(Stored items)
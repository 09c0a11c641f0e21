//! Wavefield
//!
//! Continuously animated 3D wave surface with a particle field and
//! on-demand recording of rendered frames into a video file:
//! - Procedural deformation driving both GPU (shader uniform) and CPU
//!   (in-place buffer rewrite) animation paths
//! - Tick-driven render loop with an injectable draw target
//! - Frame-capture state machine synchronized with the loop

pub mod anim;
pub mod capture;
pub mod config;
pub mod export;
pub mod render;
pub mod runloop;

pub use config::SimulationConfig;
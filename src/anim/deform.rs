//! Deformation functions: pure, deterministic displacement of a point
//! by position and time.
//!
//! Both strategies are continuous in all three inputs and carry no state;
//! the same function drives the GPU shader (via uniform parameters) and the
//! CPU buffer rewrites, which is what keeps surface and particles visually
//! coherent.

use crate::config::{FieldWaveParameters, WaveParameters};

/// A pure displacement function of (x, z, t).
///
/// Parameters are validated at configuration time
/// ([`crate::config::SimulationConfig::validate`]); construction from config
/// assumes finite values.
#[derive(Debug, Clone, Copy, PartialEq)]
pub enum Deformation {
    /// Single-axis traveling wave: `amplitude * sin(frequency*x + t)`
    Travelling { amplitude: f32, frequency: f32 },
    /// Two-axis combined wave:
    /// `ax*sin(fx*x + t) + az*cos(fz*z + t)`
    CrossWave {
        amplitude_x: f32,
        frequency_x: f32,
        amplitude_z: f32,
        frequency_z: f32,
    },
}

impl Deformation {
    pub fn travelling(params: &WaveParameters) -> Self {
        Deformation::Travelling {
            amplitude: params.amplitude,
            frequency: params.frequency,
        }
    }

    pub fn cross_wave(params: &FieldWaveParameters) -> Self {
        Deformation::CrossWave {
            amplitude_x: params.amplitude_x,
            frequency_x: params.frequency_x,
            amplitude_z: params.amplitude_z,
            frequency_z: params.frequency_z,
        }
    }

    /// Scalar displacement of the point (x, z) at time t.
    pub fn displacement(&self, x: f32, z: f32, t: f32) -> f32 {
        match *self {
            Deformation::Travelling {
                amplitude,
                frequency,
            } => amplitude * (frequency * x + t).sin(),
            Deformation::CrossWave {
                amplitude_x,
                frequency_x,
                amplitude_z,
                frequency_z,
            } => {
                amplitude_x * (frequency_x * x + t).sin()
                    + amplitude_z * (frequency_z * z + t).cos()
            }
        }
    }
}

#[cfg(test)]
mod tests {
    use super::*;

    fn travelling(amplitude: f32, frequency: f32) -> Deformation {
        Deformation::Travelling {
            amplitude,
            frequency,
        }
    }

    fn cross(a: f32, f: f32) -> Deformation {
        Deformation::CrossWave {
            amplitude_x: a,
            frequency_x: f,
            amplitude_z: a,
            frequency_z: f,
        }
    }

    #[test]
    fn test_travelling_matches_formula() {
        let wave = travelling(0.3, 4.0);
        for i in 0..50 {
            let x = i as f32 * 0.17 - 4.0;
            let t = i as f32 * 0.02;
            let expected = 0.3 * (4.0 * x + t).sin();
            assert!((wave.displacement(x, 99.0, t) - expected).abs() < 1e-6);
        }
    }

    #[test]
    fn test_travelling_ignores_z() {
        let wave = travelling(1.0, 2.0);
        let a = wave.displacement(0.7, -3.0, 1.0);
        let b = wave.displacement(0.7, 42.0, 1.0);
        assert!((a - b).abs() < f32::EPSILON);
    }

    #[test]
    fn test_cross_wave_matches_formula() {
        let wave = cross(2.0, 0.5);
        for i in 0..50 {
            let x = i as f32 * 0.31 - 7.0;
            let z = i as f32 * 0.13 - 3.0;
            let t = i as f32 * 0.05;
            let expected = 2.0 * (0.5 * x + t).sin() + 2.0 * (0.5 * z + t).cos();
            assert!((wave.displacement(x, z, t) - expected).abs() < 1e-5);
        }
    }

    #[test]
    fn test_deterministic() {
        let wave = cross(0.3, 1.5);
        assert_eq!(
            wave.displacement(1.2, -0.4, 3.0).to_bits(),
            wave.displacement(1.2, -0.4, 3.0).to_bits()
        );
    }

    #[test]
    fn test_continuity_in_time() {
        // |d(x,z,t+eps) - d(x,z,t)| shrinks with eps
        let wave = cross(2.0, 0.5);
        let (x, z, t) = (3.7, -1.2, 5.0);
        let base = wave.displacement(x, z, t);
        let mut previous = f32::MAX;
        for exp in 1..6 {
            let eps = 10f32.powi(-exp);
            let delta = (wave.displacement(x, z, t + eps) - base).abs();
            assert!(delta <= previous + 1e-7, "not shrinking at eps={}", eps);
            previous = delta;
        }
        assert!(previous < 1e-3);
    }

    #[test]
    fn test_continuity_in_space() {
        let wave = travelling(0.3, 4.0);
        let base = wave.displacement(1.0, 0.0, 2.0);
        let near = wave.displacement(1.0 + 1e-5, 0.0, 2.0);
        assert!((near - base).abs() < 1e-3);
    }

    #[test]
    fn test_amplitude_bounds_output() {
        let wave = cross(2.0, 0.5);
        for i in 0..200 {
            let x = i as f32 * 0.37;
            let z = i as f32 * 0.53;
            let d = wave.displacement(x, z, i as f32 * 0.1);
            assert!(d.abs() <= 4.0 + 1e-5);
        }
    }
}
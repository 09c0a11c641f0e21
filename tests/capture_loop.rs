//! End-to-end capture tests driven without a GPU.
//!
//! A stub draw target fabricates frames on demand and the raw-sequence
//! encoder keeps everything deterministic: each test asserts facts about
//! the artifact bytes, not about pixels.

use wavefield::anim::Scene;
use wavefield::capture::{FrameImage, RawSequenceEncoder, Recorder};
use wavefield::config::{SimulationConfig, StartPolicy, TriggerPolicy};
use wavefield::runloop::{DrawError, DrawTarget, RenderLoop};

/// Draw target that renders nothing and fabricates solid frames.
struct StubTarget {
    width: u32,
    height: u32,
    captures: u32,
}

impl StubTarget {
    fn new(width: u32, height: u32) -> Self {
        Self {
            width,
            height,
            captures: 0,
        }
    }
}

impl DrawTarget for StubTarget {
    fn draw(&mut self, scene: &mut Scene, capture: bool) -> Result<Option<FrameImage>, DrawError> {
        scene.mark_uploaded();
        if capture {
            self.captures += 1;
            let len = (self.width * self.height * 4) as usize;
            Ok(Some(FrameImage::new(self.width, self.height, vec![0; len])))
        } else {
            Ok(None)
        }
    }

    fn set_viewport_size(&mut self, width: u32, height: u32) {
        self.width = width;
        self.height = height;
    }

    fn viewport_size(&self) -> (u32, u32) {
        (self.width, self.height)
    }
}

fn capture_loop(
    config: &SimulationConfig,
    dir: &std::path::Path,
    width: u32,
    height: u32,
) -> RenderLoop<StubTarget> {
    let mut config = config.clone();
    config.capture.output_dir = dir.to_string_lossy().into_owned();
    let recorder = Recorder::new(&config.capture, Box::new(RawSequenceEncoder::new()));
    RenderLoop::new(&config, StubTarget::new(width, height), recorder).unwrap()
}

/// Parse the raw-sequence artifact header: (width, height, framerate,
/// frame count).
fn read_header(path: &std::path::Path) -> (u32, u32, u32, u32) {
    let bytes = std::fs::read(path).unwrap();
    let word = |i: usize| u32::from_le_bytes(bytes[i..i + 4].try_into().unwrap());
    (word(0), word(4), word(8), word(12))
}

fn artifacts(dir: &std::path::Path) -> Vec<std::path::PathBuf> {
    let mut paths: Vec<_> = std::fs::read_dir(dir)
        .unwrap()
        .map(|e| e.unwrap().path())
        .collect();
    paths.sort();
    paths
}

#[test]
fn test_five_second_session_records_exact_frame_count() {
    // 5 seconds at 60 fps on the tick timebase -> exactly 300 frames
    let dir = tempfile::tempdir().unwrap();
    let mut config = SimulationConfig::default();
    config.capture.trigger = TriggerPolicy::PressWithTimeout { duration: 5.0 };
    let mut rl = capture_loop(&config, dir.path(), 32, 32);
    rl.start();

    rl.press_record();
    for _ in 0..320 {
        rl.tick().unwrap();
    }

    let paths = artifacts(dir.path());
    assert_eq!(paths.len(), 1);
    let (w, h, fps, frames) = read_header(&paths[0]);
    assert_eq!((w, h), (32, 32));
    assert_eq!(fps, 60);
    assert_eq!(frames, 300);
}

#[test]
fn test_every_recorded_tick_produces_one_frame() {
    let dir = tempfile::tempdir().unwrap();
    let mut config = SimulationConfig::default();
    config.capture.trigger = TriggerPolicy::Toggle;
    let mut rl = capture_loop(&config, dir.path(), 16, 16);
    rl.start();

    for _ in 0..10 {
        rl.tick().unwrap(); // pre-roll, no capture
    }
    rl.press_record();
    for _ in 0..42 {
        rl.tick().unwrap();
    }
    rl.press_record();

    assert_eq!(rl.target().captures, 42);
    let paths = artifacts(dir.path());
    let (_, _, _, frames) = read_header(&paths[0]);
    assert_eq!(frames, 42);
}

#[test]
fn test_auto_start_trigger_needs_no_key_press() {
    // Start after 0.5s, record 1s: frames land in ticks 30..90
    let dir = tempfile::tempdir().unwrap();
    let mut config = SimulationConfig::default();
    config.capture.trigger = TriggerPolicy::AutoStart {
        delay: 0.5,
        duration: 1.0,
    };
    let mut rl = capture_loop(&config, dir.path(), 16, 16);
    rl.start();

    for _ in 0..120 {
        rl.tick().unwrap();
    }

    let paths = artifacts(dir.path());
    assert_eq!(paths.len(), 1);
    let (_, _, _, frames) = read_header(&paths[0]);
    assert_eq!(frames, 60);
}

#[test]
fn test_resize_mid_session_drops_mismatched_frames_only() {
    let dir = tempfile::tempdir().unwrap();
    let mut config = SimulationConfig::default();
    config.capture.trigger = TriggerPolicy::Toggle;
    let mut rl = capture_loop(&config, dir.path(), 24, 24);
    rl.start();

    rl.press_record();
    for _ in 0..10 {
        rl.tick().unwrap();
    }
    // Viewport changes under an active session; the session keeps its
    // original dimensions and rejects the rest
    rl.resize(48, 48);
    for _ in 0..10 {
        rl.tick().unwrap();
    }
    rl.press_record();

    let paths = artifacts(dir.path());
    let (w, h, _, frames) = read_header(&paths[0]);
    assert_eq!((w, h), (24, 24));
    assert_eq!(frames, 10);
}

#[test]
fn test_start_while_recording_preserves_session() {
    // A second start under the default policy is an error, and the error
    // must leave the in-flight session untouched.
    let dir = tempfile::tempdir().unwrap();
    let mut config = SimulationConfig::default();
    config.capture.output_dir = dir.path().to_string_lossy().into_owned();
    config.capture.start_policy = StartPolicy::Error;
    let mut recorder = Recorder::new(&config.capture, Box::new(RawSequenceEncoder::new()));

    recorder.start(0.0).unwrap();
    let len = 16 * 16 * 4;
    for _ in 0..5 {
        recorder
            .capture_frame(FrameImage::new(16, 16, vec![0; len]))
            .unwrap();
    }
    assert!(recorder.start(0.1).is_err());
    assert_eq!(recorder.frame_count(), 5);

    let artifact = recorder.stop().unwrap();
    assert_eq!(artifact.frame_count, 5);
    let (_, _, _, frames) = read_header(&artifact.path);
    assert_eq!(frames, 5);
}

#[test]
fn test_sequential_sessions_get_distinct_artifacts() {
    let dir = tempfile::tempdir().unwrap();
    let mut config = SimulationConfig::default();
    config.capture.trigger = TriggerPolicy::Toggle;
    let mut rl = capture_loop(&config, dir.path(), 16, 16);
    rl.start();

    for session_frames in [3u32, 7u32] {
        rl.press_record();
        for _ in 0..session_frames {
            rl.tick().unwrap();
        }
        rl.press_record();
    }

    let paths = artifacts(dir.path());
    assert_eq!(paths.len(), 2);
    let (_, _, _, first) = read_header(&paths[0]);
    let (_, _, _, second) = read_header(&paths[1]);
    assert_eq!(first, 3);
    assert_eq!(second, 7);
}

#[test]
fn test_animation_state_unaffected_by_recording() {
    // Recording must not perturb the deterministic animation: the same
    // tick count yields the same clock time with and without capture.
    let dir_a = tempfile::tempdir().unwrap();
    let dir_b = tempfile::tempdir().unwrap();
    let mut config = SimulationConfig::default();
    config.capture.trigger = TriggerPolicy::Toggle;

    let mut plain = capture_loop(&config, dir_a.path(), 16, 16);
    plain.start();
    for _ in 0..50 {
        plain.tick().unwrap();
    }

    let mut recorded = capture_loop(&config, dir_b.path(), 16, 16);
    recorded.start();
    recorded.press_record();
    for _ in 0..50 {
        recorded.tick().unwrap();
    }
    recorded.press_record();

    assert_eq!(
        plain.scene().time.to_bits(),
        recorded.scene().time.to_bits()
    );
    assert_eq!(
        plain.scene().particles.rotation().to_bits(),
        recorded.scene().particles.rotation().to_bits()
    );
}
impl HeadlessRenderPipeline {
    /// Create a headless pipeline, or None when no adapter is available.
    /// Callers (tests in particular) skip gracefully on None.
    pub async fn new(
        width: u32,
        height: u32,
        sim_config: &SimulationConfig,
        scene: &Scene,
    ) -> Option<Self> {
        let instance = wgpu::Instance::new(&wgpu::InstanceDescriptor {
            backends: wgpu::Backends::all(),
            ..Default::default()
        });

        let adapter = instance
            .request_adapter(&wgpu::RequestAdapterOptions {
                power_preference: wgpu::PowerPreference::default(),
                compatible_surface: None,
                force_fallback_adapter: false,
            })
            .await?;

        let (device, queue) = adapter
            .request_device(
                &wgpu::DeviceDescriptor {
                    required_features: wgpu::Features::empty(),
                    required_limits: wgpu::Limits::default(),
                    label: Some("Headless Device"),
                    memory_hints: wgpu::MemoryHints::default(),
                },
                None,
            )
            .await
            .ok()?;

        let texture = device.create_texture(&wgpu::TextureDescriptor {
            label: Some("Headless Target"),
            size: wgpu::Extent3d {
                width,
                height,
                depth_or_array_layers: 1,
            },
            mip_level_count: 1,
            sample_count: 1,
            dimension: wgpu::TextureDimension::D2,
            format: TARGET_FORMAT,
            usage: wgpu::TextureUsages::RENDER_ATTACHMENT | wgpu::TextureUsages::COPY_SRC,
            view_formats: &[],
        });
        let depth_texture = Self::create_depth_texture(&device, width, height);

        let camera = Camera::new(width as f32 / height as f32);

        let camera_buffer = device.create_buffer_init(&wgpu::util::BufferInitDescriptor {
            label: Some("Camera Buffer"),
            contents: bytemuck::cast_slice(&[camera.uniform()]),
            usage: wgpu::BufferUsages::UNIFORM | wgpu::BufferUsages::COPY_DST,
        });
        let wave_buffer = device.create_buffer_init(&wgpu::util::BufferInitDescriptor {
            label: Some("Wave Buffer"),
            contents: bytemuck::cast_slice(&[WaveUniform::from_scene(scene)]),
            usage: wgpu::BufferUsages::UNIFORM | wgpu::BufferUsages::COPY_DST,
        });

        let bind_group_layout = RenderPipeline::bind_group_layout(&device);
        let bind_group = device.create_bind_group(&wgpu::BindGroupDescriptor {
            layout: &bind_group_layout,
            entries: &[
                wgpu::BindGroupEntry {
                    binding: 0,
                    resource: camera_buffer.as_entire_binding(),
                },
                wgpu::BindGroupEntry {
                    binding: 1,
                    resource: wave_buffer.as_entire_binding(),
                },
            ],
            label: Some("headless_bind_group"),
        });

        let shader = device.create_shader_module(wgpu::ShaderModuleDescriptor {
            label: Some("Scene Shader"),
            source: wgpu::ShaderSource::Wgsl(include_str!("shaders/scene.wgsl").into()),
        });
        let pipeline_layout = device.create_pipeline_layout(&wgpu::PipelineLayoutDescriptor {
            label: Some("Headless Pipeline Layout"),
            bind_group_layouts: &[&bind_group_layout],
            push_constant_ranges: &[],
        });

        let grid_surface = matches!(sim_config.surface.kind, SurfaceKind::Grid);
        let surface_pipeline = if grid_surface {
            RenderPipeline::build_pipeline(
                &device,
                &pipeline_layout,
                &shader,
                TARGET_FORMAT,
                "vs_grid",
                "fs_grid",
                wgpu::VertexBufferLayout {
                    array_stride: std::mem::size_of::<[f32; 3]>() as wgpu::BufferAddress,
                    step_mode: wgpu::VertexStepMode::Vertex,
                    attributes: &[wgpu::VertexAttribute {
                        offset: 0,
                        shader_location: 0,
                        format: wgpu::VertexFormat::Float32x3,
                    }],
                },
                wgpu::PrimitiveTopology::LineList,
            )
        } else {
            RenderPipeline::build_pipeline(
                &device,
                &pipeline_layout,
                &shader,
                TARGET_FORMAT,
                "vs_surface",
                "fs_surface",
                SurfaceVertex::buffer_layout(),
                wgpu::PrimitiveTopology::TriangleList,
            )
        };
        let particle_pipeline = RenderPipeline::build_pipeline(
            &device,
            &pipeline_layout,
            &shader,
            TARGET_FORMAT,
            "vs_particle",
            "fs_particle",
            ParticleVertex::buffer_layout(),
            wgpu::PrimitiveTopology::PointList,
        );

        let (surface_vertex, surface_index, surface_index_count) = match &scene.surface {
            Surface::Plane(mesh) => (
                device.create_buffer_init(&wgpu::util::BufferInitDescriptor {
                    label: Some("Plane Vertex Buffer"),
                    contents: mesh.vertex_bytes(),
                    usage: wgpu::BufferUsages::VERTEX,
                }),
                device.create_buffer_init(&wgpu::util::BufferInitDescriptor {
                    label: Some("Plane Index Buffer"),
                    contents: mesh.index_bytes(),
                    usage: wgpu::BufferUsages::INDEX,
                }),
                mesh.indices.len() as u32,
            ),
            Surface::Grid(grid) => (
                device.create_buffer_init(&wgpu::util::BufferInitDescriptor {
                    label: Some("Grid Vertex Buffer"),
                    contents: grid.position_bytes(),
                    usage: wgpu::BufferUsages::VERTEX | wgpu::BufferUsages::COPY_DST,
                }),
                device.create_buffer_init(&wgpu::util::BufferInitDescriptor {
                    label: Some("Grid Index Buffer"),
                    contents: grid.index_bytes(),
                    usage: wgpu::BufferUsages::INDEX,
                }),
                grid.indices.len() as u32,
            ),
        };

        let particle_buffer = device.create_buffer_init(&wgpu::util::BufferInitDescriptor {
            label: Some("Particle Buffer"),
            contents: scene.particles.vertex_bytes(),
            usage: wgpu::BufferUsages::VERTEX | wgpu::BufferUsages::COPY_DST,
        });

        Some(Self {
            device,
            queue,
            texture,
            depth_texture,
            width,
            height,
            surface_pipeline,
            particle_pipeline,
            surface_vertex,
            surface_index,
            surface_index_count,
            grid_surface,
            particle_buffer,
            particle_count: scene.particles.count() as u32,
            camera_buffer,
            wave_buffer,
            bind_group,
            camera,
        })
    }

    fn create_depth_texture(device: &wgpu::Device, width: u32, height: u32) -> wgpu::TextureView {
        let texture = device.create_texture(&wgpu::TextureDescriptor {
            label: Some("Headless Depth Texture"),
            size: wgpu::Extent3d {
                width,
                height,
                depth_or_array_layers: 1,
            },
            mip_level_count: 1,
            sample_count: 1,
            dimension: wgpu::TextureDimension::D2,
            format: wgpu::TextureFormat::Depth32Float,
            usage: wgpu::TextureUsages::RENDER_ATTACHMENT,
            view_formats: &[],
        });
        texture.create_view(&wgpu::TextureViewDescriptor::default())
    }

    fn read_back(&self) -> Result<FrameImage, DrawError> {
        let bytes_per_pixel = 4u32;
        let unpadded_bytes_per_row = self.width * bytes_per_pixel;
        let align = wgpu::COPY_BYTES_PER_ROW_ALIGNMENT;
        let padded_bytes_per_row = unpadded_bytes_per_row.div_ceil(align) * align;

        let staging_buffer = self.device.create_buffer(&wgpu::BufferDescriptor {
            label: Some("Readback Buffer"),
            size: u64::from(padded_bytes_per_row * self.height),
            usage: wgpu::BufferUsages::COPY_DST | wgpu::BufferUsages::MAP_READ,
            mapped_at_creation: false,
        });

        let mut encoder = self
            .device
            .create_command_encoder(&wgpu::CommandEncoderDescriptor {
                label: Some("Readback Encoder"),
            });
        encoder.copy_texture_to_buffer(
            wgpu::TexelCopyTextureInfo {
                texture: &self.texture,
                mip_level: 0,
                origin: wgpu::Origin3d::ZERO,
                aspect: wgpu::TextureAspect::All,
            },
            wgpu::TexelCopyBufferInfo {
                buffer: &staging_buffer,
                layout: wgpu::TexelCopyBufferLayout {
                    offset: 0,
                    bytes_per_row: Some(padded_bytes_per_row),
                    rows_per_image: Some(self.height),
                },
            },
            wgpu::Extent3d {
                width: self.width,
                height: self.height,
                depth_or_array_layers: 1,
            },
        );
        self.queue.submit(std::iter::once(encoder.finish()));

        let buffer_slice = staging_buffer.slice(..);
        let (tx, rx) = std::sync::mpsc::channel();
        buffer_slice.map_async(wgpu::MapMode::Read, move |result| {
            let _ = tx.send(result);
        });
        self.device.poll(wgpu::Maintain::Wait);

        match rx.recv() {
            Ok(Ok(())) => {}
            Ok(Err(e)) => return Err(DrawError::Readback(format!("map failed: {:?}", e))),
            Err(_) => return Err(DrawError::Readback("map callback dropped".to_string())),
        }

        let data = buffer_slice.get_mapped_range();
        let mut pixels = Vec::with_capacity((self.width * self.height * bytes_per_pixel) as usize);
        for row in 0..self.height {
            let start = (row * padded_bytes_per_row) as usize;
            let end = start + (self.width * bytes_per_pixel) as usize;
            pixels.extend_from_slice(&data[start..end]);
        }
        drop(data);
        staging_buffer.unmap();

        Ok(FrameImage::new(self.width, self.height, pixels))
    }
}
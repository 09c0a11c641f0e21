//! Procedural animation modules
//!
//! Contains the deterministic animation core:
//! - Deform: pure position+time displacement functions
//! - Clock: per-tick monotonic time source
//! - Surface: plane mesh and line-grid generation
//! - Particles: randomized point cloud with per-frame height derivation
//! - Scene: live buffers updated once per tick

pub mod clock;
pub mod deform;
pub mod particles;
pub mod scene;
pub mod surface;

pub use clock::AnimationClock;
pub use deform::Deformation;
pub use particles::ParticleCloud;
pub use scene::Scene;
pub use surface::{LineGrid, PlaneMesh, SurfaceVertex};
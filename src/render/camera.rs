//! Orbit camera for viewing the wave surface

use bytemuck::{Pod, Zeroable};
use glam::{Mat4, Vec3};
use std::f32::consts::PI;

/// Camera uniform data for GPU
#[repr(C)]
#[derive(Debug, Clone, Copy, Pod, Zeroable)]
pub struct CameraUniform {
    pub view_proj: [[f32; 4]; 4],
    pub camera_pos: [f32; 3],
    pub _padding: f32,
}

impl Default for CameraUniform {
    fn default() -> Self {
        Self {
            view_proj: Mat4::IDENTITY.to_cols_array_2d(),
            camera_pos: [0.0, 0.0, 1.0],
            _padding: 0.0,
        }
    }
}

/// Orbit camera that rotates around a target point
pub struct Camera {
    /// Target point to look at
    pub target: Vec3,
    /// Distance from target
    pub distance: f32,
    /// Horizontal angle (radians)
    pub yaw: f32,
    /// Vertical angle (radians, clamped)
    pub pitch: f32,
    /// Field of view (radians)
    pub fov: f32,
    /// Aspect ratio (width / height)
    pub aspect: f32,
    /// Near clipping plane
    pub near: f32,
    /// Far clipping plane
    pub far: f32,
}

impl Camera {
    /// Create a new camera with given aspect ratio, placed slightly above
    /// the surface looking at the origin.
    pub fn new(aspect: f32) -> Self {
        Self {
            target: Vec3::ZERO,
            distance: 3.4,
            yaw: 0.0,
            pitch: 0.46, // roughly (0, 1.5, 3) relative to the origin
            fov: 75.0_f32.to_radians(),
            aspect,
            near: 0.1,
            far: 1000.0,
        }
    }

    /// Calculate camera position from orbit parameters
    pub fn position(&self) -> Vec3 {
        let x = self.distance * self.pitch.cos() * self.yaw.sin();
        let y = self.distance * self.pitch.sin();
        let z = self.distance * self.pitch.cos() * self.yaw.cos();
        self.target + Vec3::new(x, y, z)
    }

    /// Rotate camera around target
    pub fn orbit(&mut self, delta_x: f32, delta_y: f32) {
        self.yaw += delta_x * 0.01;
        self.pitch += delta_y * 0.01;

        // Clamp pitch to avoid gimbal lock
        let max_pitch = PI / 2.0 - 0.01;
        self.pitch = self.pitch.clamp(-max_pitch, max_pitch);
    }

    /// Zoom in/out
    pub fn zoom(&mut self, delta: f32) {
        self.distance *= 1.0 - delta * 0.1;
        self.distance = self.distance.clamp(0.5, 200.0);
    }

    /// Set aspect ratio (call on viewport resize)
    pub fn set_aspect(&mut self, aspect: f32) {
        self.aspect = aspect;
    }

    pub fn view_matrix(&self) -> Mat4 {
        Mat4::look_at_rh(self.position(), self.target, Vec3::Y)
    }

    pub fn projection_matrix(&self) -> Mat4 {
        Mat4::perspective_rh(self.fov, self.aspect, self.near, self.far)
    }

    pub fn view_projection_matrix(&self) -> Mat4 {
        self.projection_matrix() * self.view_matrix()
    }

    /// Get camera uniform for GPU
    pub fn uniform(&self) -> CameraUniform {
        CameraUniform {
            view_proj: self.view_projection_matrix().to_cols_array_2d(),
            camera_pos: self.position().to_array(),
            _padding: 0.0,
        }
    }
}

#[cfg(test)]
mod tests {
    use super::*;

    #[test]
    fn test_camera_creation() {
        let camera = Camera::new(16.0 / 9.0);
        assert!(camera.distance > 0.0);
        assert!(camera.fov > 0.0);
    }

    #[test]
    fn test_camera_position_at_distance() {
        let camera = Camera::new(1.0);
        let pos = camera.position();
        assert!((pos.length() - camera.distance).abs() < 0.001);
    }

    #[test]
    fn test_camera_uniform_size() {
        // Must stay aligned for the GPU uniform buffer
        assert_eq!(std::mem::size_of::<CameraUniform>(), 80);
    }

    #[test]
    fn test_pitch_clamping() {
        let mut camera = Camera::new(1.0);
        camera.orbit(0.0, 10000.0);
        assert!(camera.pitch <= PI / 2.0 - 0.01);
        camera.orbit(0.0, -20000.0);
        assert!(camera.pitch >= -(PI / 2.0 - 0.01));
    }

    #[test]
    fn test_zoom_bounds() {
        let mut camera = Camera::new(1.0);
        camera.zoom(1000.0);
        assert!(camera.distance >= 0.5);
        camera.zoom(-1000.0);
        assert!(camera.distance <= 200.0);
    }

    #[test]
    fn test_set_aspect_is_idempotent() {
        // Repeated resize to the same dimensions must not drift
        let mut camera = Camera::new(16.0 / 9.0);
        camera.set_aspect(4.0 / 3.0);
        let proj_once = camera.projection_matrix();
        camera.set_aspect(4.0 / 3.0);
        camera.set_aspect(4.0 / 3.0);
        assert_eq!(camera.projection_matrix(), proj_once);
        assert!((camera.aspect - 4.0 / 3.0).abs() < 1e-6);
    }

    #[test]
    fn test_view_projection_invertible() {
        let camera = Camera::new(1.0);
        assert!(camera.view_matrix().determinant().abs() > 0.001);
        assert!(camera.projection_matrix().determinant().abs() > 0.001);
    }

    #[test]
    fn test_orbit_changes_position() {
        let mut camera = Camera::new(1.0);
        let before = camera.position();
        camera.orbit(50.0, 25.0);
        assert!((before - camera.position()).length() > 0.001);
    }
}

* **DESCRIPTION OF THE TASK**
Filter the data, keeping only the lines that contain "impl".

* **TASK ANSWER**
impl Deformation {
impl StubTarget {
impl DrawTarget for StubTarget {
impl HeadlessRenderPipeline {
impl Default for CameraUniform {
impl Camera {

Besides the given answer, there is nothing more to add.